August 16, 2014 by  
Filed under Sleep Terror Disorder

Have you ever heard of Sleep Terror Disorder? Most people haven’t. Unless you’ve been around someone who suffers from it, you probably haven’t ever been exposed to it, and it just sounds like a horrible thing, using the word “terror” like that.

So what is “Sleep Terror Disorder?” Is there a definition the experts agree on? How can you avoid it – is it contagious? Can you catch it from your neighbor? Will your children bring it home from school and the whole family get it? Will it ruin your plans for the weekend?

Sleep Terror Disorder – as awful as it sounds – isn’t something to worry about and be afraid of. You’re not going to catch it from anyone else, or be a silent carrier, either. And it isn’t even all that horrible, usually, except it will interrupt your sleep on the nights when it occurs. What’s a definition of Sleep Terror Disorder? Let’s take a look.

Finding A Definition

If you’re looking for a definition of Sleep Terror Disorder, you can check with your pediatrician or in any comprehensive parenting book or medical dictionary. Though it only affects three percent of all children, the condition is distressing enough that many parenting books at least mention it in passing, if not giving a thorough description and suggestions for it.

What’s In A Name?

Sleep Terror Disorder affects primarily children. It is a condition that results in “night terrors” or “pavor nocturnes.” It occurs during the stages 3 or 4 of the non-rapid eye movement (NREM) sleep. It is a sleep disorder that is recognizable by extreme terror and an inability to (for a short time) be unable to wake up.
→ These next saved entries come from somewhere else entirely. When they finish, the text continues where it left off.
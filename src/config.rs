use log::warn;

use crate::{Result, VmError};

/// Largest pager pool `initialize` accepts by default.
pub const MAX_PAGERS: usize = 4;

/// Number of page-table slots; process ids are folded onto them modulo this.
pub const MAX_PROCESSES: usize = 50;

#[derive(Debug, Clone, Copy, PartialEq, Eq)]
pub struct VmConfig {
    /// Number of virtual page mappings the gateway is asked to hold.
    pub mappings: usize,
    /// Virtual pages per process.
    pub pages: usize,
    /// Physical frames.
    pub frames: usize,
    /// Pager workers to spawn.
    pub pagers: usize,
    pub max_pagers: usize,
    pub max_processes: usize,
}

impl VmConfig {
    pub fn new(mappings: usize, pages: usize, frames: usize, pagers: usize) -> Self {
        VmConfig {
            mappings,
            pages,
            frames,
            pagers,
            max_pagers: MAX_PAGERS,
            max_processes: MAX_PROCESSES,
        }
    }

    pub fn with_max_pagers(mut self, max_pagers: usize) -> Self {
        self.max_pagers = max_pagers;
        self
    }

    pub fn with_max_processes(mut self, max_processes: usize) -> Self {
        self.max_processes = max_processes;
        self
    }

    pub fn validate(&self) -> Result<()> {
        if self.pagers > self.max_pagers {
            return Err(VmError::InvalidConfig(format!(
                "{} pagers requested, at most {} allowed",
                self.pagers, self.max_pagers
            )));
        }
        if self.pagers < 1 {
            return Err(VmError::InvalidConfig(String::from(
                "at least one pager is required",
            )));
        }
        if self.mappings < 1 || self.mappings != self.pages {
            return Err(VmError::InvalidConfig(format!(
                "mappings ({}) must be positive and equal to pages ({})",
                self.mappings, self.pages
            )));
        }
        if self.frames < 1 {
            return Err(VmError::InvalidConfig(String::from(
                "at least one frame is required",
            )));
        }
        if self.max_processes < 1 {
            return Err(VmError::InvalidConfig(String::from(
                "process table must have at least one slot",
            )));
        }
        Ok(())
    }

    /// Pager workers actually started.
    ///
    /// Every pager holds at most one frame reserved, so keeping the pool no
    /// larger than the frame count leaves the clock sweep at least one frame
    /// it is allowed to visit.
    pub fn effective_pagers(&self) -> usize {
        if self.pagers > self.frames {
            warn!(
                "{} pagers requested for {} frames, starting {}",
                self.pagers, self.frames, self.frames
            );
            return self.frames;
        }
        self.pagers
    }
}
The person – usually a child between two years and six or eight years, seldom an adolescent or adult – wakes up (sort of) with a panicky scream or maybe a gasp or moan. They have anxiety, confusion, unresponsiveness, odd motor movements, disorientation, and agitation. They cannot usually be completely woken up, or even comforted, and usually after a short while of the screaming or crying (often up to ten or fifteen minutes), they will fall back asleep into a deeper sleep again and will awake usually in the morning with no memory of the episode at all.

Another bit to the definition of sleep terror disorder is that night terrors usually occur one half hour to three and one half hours after the child falls asleep.

The definition of Sleep Terror Disorder is clear – while it is a disturbing situation to have a child who suffer from Sleep Terror Disorder, it is hardly an emergency. You won’t catch it, and you won’t die from it. Neither will your child. Just wait it out, and in a week or so, the symptoms will be gone, never to return.